I have the older version of this with 1/2" to 1 1/2 dies. Its a sweat machine, Ridgid version is Nice too


----------



## hulihan (Aug 11, 2009)

We just did one, and all out side was steel and through the garage and all was WardFlex, power threaders are the best, have all three of what was shown here, looks great, but I too am not sure about the Wardflex outside, but it looks sweet, have a few other ?, more on the mixing the two heaters that way, but, like I said, loooks good !


----------



## user4 (Jun 12, 2008)

SewerRatz said:


> I have the older version of this with 1/2" to 1 1/2 dies. Its a sweat machine, Ridgid version is Nice too


The Ridgid 600 only goes to 1¼, not 1½, I used to own a 700 with dies to two inch, but I never replaced it when my truck got broken into and cleaned out.


----------



## Tankless (Jun 12, 2008)

Hulahan, Bayside already posted it. I can run this stuff all day long on the exterior walls / roof - on masonry / steel / wood siding. The only catch is if it is reasonably able to be damaged. i.e. a weed wacker / lawnmower, or a door that can hit it or if it is ran right near a jamb that if someone was to haul something in and out, it could get hit. It's really common sense as for how it's installed. Would I run this stuff behing deep bush? No, I don't want branches and vines wrapping around the pipe and cause undue stress. But like you see it, and for the hundreds of others I have ran like this....a little thought goes a long way. I get that this stuff is fairly new to market....but I have read the manus info and I have read the code on it as well as keeping up with changes. There is a lot more to consider when installing this in wall....this is a cake walk. As for other installs of duelies, just know these should ALWAYS be installed in parallel...I'm just making one big heater with some redundency in it.
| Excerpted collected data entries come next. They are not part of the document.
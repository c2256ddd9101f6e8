//! Error types for the BLE gateway

use blebridge_core::ProtocolError;
use thiserror::Error;

// ----------------------------------------------------------------------------
// Error Types
// ----------------------------------------------------------------------------

/// Failure classification reported by a [`BleTransport`](crate::BleTransport)
#[derive(Error, Debug, Clone, PartialEq, Eq)]
pub enum TransportFault {
    /// The adapter aborted the connection attempt locally; worth retrying
    #[error("Connection aborted by local adapter: {0}")]
    LocalAbort(String),

    /// The adapter does not know the address; a scan may surface it
    #[error("Device not found: {address}")]
    DeviceNotFound { address: String },

    #[error("Device not connected: {address}")]
    NotConnected { address: String },

    #[error("Characteristic not found: {characteristic}")]
    CharacteristicNotFound { characteristic: String },

    #[error("Transport error: {0}")]
    Other(String),
}

/// Errors surfaced by links, the pool and device adapters
#[derive(Error, Debug, Clone, PartialEq, Eq)]
pub enum GatewayError {
    #[error("Transport error: {0}")]
    Transport(TransportFault),

    #[error("Device not found: {address}")]
    DeviceNotFound { address: String },

    #[error("Protocol error: {0}")]
    Protocol(#[from] ProtocolError),

    #[error("{operation} failed after {attempts} attempts")]
    ExhaustedRetries {
        operation: &'static str,
        attempts: u32,
    },

    #[error("Operation cancelled: link disconnected")]
    Cancelled,

    #[error("{operation} timed out")]
    Timeout { operation: &'static str },

    #[error("Configuration error: {0}")]
    Config(String),
}

impl GatewayError {
    /// Whether a send loop may absorb this error and try again
    ///
    /// Only transport-level failures qualify. Exhausted retries and
    /// cancellation are terminal, protocol errors are handled where decoded.
    pub fn is_retryable(&self) -> bool {
        matches!(self, Self::Transport(_) | Self::DeviceNotFound { .. })
    }
}

impl From<TransportFault> for GatewayError {
    fn from(fault: TransportFault) -> Self {
        match fault {
            TransportFault::DeviceNotFound { address } => Self::DeviceNotFound { address },
            other => Self::Transport(other),
        }
    }
}

/// Result type for gateway operations
pub type GatewayResult<T> = std::result::Result<T, GatewayError>;
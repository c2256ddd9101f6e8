//! GATT identifiers

use uuid::Uuid;

use crate::error::{GatewayError, GatewayResult};

// ----------------------------------------------------------------------------
// Short UUID Expansion
// ----------------------------------------------------------------------------

const BASE_UUID_TAIL: u128 = 0x00000000_0000_1000_8000_00805F9B34FB;

/// Bluetooth base UUID `00000000-0000-1000-8000-00805f9b34fb`
pub const BLUETOOTH_BASE_UUID: Uuid = Uuid::from_u128(BASE_UUID_TAIL);

/// Expand a 16- or 32-bit short identifier at compile time
pub const fn short_uuid(short: u32) -> Uuid {
    Uuid::from_u128(BASE_UUID_TAIL | ((short as u128) << 96))
}

/// Expand a short hex identifier such as `"2b10"`
///
/// Left-pads to eight hex digits and appends the base UUID tail. A full
/// 128-bit UUID string is accepted unchanged.
pub fn expand_uuid(short: &str) -> GatewayResult<Uuid> {
    let expanded = if short.len() <= 8 {
        format!("{:0>8}-0000-1000-8000-00805f9b34fb", short)
    } else {
        short.to_string()
    };
    Uuid::parse_str(&expanded)
        .map_err(|e| GatewayError::Config(format!("Invalid characteristic id {:?}: {}", short, e)))
}

// ----------------------------------------------------------------------------
// Tuya Fingerbot Characteristics
// ----------------------------------------------------------------------------

/// Notifications from the device
pub const FINGERBOT_NOTIFY_CHARACTERISTIC_UUID: Uuid = short_uuid(0x2b10);

/// Writes to the device
pub const FINGERBOT_WRITE_CHARACTERISTIC_UUID: Uuid = short_uuid(0x2b11);

#[cfg(test)]
mod tests {
    use super::*;

    #[test]
    fn test_expand_short_uuid() {
        let uuid = expand_uuid("2b10").unwrap();
        assert_eq!(uuid.to_string(), "00002b10-0000-1000-8000-00805f9b34fb");
        assert_eq!(uuid, FINGERBOT_NOTIFY_CHARACTERISTIC_UUID);
    }

    #[test]
    fn test_expand_32_bit_uuid() {
        assert_eq!(
            expand_uuid("0000fe95").unwrap(),
            short_uuid(0xfe95)
        );
        assert_eq!(
            short_uuid(0x1234_5678).to_string(),
            "12345678-0000-1000-8000-00805f9b34fb"
        );
    }

    #[test]
    fn test_expand_rejects_garbage() {
        assert!(matches!(expand_uuid("zz"), Err(GatewayError::Config(_))));
    }

    #[test]
    fn test_full_uuid_passthrough() {
        let full = "6e400001-b5a3-f393-e0a9-e50e24dcca9e";
        assert_eq!(expand_uuid(full).unwrap().to_string(), full);
    }
}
I use this same setup in smaller resturants and larger homes. I gotta say, it's so easy doing these outdoors. Try working on this on your knees in a cramped attic for a few days.:no:


----------



## Optimus Primer (May 20, 2009)

Hey Tankless, looks good. You asked about how to fix your what looks like overheated joints. You can heat them up and wipe flux on it again while it's hot and it will clean it up then wipe it with a rag to get the excess off. Or better yet, just sand it. But I'm sure you knew already.